- [Aim of the task]: Copy out the lines of the material that include the string "Some".

- [Data provided]:
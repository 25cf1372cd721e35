mod common;

use std::sync::Arc;

use clausemap_core::{params, ColumnDef, Engine, Params, SqlType, SqlValue, Table};
use clausemap_orm::{
    eagerload, mapper, noload, relation, ClassId, Direction, Instance, LoadStrategy, MapperExtension, OrmError,
    Registry, Related, SelectOptions, Session,
};
use common::{seed, text, user_mappers, Schema, ADDRESS, KEYWORD, USER};

fn emails(session: &mut Session<'_, common::RecordingEngine>, user: &Instance) -> Vec<String> {
    session
        .related(user, "addresses")
        .unwrap()
        .items()
        .iter()
        .filter_map(|a| a.get_as::<String>("email_address"))
        .collect()
}

#[test]
fn test_select_all_orders_by_primary_key() {
    let schema = Schema::new();
    let registry = Registry::new();
    let m = user_mappers(&schema, &registry);
    let mut session = Session::new(&registry, schema.engine());
    seed(&mut session);

    let users = m.user.select_all(&mut session).unwrap();
    let names: Vec<String> = users.iter().filter_map(|u| u.get_as("user_name")).collect();
    assert_eq!(names, vec!["jack", "ed"]);
    assert!(users.iter().all(Instance::is_persistent));
    assert!(session.engine().statements()[0].contains("ORDER BY users.user_id"));
}

#[test]
fn test_one_instance_per_row() {
    let schema = Schema::new();
    let registry = Registry::new();
    let m = user_mappers(&schema, &registry);
    let mut session = Session::new(&registry, schema.engine());
    seed(&mut session);

    let first = m.user.select(&mut session, schema.users.c("user_id").eq(7)).unwrap();
    let again = m.user.select_all(&mut session).unwrap();
    assert_eq!(first.len(), 1);
    assert_eq!(again[0], first[0]);

    session.clear();
    let fresh = m.user.select_all(&mut session).unwrap();
    assert_ne!(fresh[0], first[0]);
}

#[test]
fn test_loaded_instances_are_not_overwritten() {
    let schema = Schema::new();
    let registry = Registry::new();
    let m = user_mappers(&schema, &registry);
    let mut session = Session::new(&registry, schema.engine());
    seed(&mut session);

    let jack = m.user.get(&mut session, &[SqlValue::Int(7)]).unwrap().unwrap();
    jack.set("user_name", "jacques");
    m.user.select_all(&mut session).unwrap();
    assert_eq!(jack.get("user_name"), Some(text("jacques")));

    let refreshed = m
        .user
        .select_with(&mut session, None, &SelectOptions::new().populate_existing())
        .unwrap();
    assert_eq!(refreshed[0], jack);
    assert_eq!(jack.get("user_name"), Some(text("jack")));
    assert!(!jack.is_modified());
}

#[test]
fn test_get_uses_identity_map() {
    let schema = Schema::new();
    let registry = Registry::new();
    let m = user_mappers(&schema, &registry);
    let mut session = Session::new(&registry, schema.engine());
    seed(&mut session);

    let jack = m.user.get(&mut session, &[SqlValue::Int(7)]).unwrap().unwrap();
    let selects = session.engine().statements().len();
    let again = m.user.get(&mut session, &[SqlValue::Int(7)]).unwrap().unwrap();
    assert_eq!(jack, again);
    assert_eq!(session.engine().statements().len(), selects);

    assert!(m.user.get(&mut session, &[SqlValue::Int(99)]).unwrap().is_none());
    let err = m.user.get(&mut session, &[]).unwrap_err();
    assert!(matches!(err, OrmError::Configuration(_)));
}

#[test]
fn test_get_by_attribute_and_relation() {
    let schema = Schema::new();
    let registry = Registry::new();
    let m = user_mappers(&schema, &registry);
    let mut session = Session::new(&registry, schema.engine());
    seed(&mut session);

    let ed = m.user.get_by(&mut session, &params([("user_name", "ed")])).unwrap().unwrap();
    assert_eq!(ed.get("user_id"), Some(SqlValue::Int(8)));

    let owners = m
        .user
        .select_by(&mut session, &params([("email_address", "jack@home.com")]))
        .unwrap();
    assert_eq!(owners.len(), 1);
    assert_eq!(owners[0].get_as::<String>("user_name").as_deref(), Some("jack"));

    let err = m.user.select_by(&mut session, &params([("shoe_size", 9_i64)])).unwrap_err();
    assert!(matches!(err, OrmError::UnknownProperty { key, .. } if key == "shoe_size"));
}

#[test]
fn test_lazy_load_runs_on_first_access() {
    let schema = Schema::new();
    let registry = Registry::new();
    let m = user_mappers(&schema, &registry);
    let mut session = Session::new(&registry, schema.engine());
    seed(&mut session);

    let users = m.user.select_all(&mut session).unwrap();
    assert_eq!(session.engine().statements().len(), 1);

    assert_eq!(emails(&mut session, &users[0]), vec!["jack@bean.com", "jack@home.com"]);
    assert_eq!(session.engine().statements().len(), 2);
    assert!(session.engine().statements()[1].contains("FROM email_addresses"));

    // Loaded now; no further SELECT.
    emails(&mut session, &users[0]);
    assert_eq!(session.engine().statements().len(), 2);
    assert!(emails(&mut session, &users[1]).is_empty());
}

#[test]
fn test_eager_load_uses_outer_join() {
    let schema = Schema::new();
    let registry = Registry::new();
    let m = user_mappers(&schema, &registry);
    let eager = m.user.options(&registry, [eagerload("addresses")]).unwrap();
    let mut session = Session::new(&registry, schema.engine());
    seed(&mut session);

    let users = eager.select_all(&mut session).unwrap();
    assert_eq!(users.len(), 2);
    assert_eq!(session.engine().statements().len(), 1);
    assert!(session.engine().statements()[0].contains("LEFT OUTER JOIN email_addresses"));

    assert_eq!(emails(&mut session, &users[0]), vec!["jack@bean.com", "jack@home.com"]);
    // ed has no addresses: the outer join row had nulls, not an instance.
    assert!(emails(&mut session, &users[1]).is_empty());
    assert_eq!(session.engine().statements().len(), 1);
}

#[test]
fn test_eager_and_lazy_load_the_same_graph() {
    let schema = Schema::new();

    let lazy_registry = Registry::new();
    let lazy = user_mappers(&schema, &lazy_registry);
    let mut lazy_session = Session::new(&lazy_registry, schema.engine());
    seed(&mut lazy_session);
    let lazy_users = lazy.user.select_all(&mut lazy_session).unwrap();

    let eager_registry = Registry::new();
    let eager = user_mappers(&schema, &eager_registry);
    let eager_user = eager
        .user
        .options(&eager_registry, [eagerload("addresses"), eagerload("orders")])
        .unwrap();
    let mut eager_session = Session::new(&eager_registry, schema.engine());
    seed(&mut eager_session);
    let eager_users = eager_user.select_all(&mut eager_session).unwrap();

    assert_eq!(lazy_users.len(), eager_users.len());
    for (l, e) in lazy_users.iter().zip(&eager_users) {
        assert_eq!(l.get("user_name"), e.get("user_name"));
        assert_eq!(emails(&mut lazy_session, l), emails(&mut eager_session, e));
        let lazy_orders = lazy_session.related(l, "orders").unwrap().len();
        let eager_orders = eager_session.related(e, "orders").unwrap().len();
        assert_eq!(lazy_orders, eager_orders);
    }
}

#[test]
fn test_eager_limit_counts_parent_rows() {
    let schema = Schema::new();
    let registry = Registry::new();
    let m = user_mappers(&schema, &registry);
    let eager = m.user.options(&registry, [eagerload("addresses")]).unwrap();
    let mut session = Session::new(&registry, schema.engine());
    seed(&mut session);

    let opts = SelectOptions::new().limit(1);
    let compiled = eager
        .compile(&registry, session.engine().dialect(), None, &opts)
        .unwrap();
    assert!(compiled.sql().contains("rowcount"));

    let users = eager.select_with(&mut session, None, &opts).unwrap();
    assert_eq!(users.len(), 1);
    assert_eq!(emails(&mut session, &users[0]).len(), 2);
}

#[test]
fn test_noload_relation_stays_empty() {
    let schema = Schema::new();
    let registry = Registry::new();
    let m = user_mappers(&schema, &registry);
    let quiet = m.user.options(&registry, [noload("addresses")]).unwrap();
    let mut session = Session::new(&registry, schema.engine());
    seed(&mut session);

    let users = quiet.select_all(&mut session).unwrap();
    assert!(emails(&mut session, &users[0]).is_empty());
    assert_eq!(session.engine().statements().len(), 1);
}

#[test]
fn test_options_are_cached_per_configuration() {
    let schema = Schema::new();
    let registry = Registry::new();
    let m = user_mappers(&schema, &registry);

    let a = m.user.options(&registry, [eagerload("addresses")]).unwrap();
    let b = m.user.options(&registry, [eagerload("addresses")]).unwrap();
    let c = m.user.options(&registry, [eagerload("orders")]).unwrap();
    assert!(Arc::ptr_eq(&a, &b));
    assert!(!Arc::ptr_eq(&a, &c));
    assert!(Arc::ptr_eq(&m.user.options(&registry, []).unwrap(), &m.user));
    assert!(Arc::ptr_eq(&registry.class_mapper(USER).unwrap(), &m.user));

    let original = m.user.property("addresses").and_then(|p| p.as_relation()).unwrap();
    assert_eq!(original.strategy(), LoadStrategy::Lazy);

    let err = m.user.options(&registry, [eagerload("nothing")]).unwrap_err();
    assert!(matches!(err, OrmError::UnknownProperty { .. }));
}

#[test]
fn test_relation_directions() {
    let schema = Schema::new();
    let registry = Registry::new();
    let m = user_mappers(&schema, &registry);
    let address_user = mapper(ADDRESS, &schema.addresses)
        .property("user", relation(&m.user))
        .non_primary()
        .build(&registry)
        .unwrap();

    let addresses = m.user.relation(&registry, "addresses").unwrap();
    assert_eq!(addresses.direction(), Direction::Right);
    assert!(addresses.uselist());
    assert_eq!(addresses.foreign_keys(), &[schema.addresses.c("user_id")]);

    let user = address_user.relation(&registry, "user").unwrap();
    assert_eq!(user.direction(), Direction::Left);
    assert!(!user.uselist());
}

#[test]
fn test_unjoinable_relation_fails_build() {
    let schema = Schema::new();
    let registry = Registry::new();
    let keyword = mapper(KEYWORD, &schema.keywords).build(&registry).unwrap();
    let err = mapper(USER, &schema.users)
        .property("keywords", relation(&keyword))
        .build(&registry)
        .unwrap_err();
    assert!(matches!(err, OrmError::Configuration(ref msg) if msg.contains("no foreign key")));

    // The mapper stays registered, so configure reports it again.
    let err = registry.configure().unwrap_err();
    assert!(matches!(err, OrmError::Configuration(msg) if msg.contains("no foreign key")));
}

#[test]
fn test_relation_to_unmapped_class_resolves_later() {
    let schema = Schema::new();
    let registry = Registry::new();
    let user = mapper(USER, &schema.users)
        .property("addresses", relation(ADDRESS))
        .build(&registry)
        .unwrap();
    assert!(matches!(registry.configure().unwrap_err(), OrmError::NoMapper(name) if name == "Address"));

    mapper(ADDRESS, &schema.addresses).build(&registry).unwrap();
    registry.configure().unwrap();
    let addresses = user.relation(&registry, "addresses").unwrap();
    assert_eq!(addresses.direction(), Direction::Right);
}

#[test]
fn test_unjoinable_relation_to_unmapped_class_fails_configure() {
    let schema = Schema::new();
    let registry = Registry::new();
    mapper(USER, &schema.users)
        .property("keywords", relation(KEYWORD))
        .build(&registry)
        .unwrap();
    mapper(KEYWORD, &schema.keywords).build(&registry).unwrap();

    let err = registry.configure().unwrap_err();
    assert!(matches!(err, OrmError::Configuration(msg) if msg.contains("no foreign key")));
}

#[test]
fn test_select_text_and_instances() {
    let schema = Schema::new();
    let registry = Registry::new();
    let m = user_mappers(&schema, &registry);
    let mut session = Session::new(&registry, schema.engine());
    seed(&mut session);

    let mut p = Params::new();
    p.insert("name".into(), text("ed"));
    let found = m
        .user
        .select_text(&mut session, "SELECT user_id, user_name FROM users WHERE user_name = :name", &p)
        .unwrap();
    assert_eq!(found.len(), 1);
    assert_eq!(found[0].get("user_id"), Some(SqlValue::Int(8)));

    let rows = session
        .engine_mut()
        .execute("SELECT user_id, user_name FROM users ORDER BY user_id", &[])
        .unwrap();
    let all = m.user.instances(&session, &rows).unwrap();
    assert_eq!(all.len(), 2);
    assert_eq!(all[1], found[0]);
}

#[derive(Debug)]
struct SkipEd;

impl MapperExtension for SkipEd {
    fn append_result(&self, _mapper: &clausemap_orm::Mapper, instance: &Instance, _result: &mut Vec<Instance>) -> bool {
        instance.get_as::<String>("user_name").as_deref() != Some("ed")
    }
}

#[test]
fn test_extension_filters_results() {
    let schema = Schema::new();
    let registry = Registry::new();
    let m = user_mappers(&schema, &registry);
    let filtered = m.user.options(&registry, [clausemap_orm::extension(SkipEd)]).unwrap();
    let mut session = Session::new(&registry, schema.engine());
    seed(&mut session);

    let users = filtered.select_all(&mut session).unwrap();
    assert_eq!(users.len(), 1);
    assert_eq!(users[0].get_as::<String>("user_name").as_deref(), Some("jack"));
}

#[test]
fn test_joined_inheritance_round_trip() {
    const MANAGER: ClassId = ClassId::new("Manager");
    let schema = Schema::new();
    let managers = Table::new(
        "managers",
        vec![
            ColumnDef::new("user_id", SqlType::Integer)
                .primary_key()
                .references("users.user_id"),
            ColumnDef::new("rank", SqlType::varchar(20)),
        ],
    );
    let registry = Registry::new();
    let user = mapper(USER, &schema.users).build(&registry).unwrap();
    let manager = mapper(MANAGER, &managers).inherits(&user).build(&registry).unwrap();

    let mut engine = schema.engine();
    managers.create(&mut engine).unwrap();
    engine.log.clear();
    let mut session = Session::new(&registry, engine);

    let boss = session.new_tracked(MANAGER);
    boss.set("user_name", "ann");
    boss.set("rank", "director");
    session.flush().unwrap();

    let log = session.engine().statements();
    assert!(log[0].starts_with("INSERT INTO users"));
    assert!(log[1].starts_with("INSERT INTO managers"));
    assert_eq!(boss.get("user_id"), Some(SqlValue::Int(1)));

    session.clear();
    let loaded = manager.select_all(&mut session).unwrap();
    assert_eq!(loaded.len(), 1);
    assert_eq!(loaded[0].get("rank"), Some(text("director")));
    assert_eq!(loaded[0].get("user_name"), Some(text("ann")));
}

clausemap_orm::mapped_class! {
    /// A typed user handle.
    pub struct User: "User" {
        user_id / set_user_id: i64,
        user_name / set_user_name: String,
    }
}

#[test]
fn test_typed_handle_over_loaded_instance() {
    let schema = Schema::new();
    let registry = Registry::new();
    let m = user_mappers(&schema, &registry);
    let mut session = Session::new(&registry, schema.engine());
    seed(&mut session);

    let raw = m.user.get(&mut session, &[SqlValue::Int(8)]).unwrap().unwrap();
    let ed = User::wrap(raw).unwrap();
    assert_eq!(ed.user_id(), Some(8));
    assert_eq!(ed.user_name().as_deref(), Some("ed"));
    assert_eq!(User::CLASS, USER);
}

#[test]
fn test_deferred_related_is_not_loaded_for_new_objects() {
    let schema = Schema::new();
    let registry = Registry::new();
    user_mappers(&schema, &registry);
    let mut session = Session::new(&registry, schema.engine());

    let fresh = session.new_tracked(USER);
    assert_eq!(session.related(&fresh, "addresses").unwrap(), Related::Many(Vec::new()));
    assert!(session.engine().statements().is_empty());
}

- [Problem solution]:
    assert_eq!(jack.get("user_name"), Some(text("jacques")));
    assert_eq!(jack.get("user_name"), Some(text("jack")));
    assert_eq!(ed.get("user_id"), Some(SqlValue::Int(8)));
    assert_eq!(owners[0].get_as::<String>("user_name").as_deref(), Some("jack"));
    assert_eq!(found[0].get("user_id"), Some(SqlValue::Int(8)));
        instance.get_as::<String>("user_name").as_deref() != Some("ed")
    assert_eq!(users[0].get_as::<String>("user_name").as_deref(), Some("jack"));
    assert_eq!(boss.get("user_id"), Some(SqlValue::Int(1)));
    assert_eq!(loaded[0].get("rank"), Some(text("director")));
    assert_eq!(loaded[0].get("user_name"), Some(text("ann")));
    assert_eq!(ed.user_id(), Some(8));
    assert_eq!(ed.user_name().as_deref(), Some("ed"));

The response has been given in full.